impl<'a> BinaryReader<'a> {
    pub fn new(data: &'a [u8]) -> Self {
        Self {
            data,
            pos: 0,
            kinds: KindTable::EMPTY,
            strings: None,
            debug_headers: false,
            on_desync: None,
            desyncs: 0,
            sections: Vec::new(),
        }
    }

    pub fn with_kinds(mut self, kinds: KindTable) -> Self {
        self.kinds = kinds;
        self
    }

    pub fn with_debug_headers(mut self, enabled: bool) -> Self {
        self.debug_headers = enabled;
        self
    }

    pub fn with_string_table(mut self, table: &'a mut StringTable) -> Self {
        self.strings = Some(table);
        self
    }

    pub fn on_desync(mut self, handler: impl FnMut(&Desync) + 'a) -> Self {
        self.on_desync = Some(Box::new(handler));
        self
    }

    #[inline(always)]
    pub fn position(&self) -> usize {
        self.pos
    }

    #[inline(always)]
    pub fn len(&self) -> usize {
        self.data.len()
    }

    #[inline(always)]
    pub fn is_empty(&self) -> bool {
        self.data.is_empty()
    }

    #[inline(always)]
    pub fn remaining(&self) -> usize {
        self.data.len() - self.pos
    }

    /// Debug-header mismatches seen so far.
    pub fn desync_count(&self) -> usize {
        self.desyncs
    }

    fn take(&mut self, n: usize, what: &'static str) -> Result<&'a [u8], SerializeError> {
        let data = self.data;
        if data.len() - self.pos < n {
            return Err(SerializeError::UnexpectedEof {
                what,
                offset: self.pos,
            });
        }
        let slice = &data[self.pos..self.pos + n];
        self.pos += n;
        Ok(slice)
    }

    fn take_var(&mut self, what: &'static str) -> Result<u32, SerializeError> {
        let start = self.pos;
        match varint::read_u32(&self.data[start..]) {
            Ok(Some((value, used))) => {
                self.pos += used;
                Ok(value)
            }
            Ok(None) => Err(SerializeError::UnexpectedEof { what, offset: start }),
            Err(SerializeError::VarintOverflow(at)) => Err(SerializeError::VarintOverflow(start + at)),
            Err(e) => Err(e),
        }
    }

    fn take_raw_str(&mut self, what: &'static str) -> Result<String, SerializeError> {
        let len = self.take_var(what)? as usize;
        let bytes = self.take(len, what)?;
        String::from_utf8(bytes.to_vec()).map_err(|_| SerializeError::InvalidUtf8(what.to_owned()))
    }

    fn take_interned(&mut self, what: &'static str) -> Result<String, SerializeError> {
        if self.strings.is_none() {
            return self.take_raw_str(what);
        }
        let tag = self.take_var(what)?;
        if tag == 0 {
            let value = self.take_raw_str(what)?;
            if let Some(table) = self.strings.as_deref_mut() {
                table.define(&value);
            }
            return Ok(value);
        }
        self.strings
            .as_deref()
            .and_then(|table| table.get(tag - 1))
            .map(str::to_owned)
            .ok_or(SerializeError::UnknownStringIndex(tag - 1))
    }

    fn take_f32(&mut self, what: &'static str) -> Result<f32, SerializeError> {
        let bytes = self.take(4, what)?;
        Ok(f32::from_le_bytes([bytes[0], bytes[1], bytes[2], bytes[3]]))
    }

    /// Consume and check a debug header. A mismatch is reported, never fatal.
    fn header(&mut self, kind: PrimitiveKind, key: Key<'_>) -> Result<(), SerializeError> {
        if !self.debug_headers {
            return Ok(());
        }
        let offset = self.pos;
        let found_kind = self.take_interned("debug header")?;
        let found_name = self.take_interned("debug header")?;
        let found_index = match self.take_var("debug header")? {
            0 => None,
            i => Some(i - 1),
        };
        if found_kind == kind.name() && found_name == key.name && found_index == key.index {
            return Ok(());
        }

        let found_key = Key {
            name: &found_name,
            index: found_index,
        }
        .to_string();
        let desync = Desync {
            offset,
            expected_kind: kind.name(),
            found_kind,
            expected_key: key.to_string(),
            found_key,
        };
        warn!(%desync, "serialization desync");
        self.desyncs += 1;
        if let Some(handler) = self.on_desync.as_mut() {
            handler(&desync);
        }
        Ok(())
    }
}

▬▬▬▬▬▬

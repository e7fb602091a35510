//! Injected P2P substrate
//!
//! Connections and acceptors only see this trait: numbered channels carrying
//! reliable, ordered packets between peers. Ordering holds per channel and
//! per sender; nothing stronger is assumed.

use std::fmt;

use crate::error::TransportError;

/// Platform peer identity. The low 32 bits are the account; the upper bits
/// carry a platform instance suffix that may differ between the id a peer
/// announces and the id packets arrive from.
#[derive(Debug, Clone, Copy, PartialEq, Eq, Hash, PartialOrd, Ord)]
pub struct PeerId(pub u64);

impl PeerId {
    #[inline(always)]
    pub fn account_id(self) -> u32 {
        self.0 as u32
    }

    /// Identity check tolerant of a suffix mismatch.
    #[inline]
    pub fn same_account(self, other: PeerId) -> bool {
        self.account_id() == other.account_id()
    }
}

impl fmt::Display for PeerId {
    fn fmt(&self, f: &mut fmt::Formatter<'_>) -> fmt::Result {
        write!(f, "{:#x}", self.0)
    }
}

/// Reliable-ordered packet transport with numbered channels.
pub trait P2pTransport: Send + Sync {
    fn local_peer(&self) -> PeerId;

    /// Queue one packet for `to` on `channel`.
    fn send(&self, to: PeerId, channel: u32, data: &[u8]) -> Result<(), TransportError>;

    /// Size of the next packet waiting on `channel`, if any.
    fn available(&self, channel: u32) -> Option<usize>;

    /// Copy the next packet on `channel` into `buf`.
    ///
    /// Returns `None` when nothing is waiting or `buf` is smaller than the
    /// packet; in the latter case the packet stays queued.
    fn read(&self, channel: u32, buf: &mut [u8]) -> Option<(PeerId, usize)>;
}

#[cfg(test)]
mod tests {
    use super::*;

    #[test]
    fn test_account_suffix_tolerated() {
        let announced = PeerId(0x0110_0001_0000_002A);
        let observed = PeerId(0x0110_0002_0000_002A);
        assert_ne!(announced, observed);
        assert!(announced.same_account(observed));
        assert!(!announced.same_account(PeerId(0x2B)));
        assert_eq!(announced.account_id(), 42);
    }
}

▬▬▬▬▬▬

Goal of the exercise
Copy every line from the records above that contains the word "nothing".

Exercise answer
//! per sender; nothing stronger is assumed.
    /// Returns `None` when nothing is waiting or `buf` is smaller than the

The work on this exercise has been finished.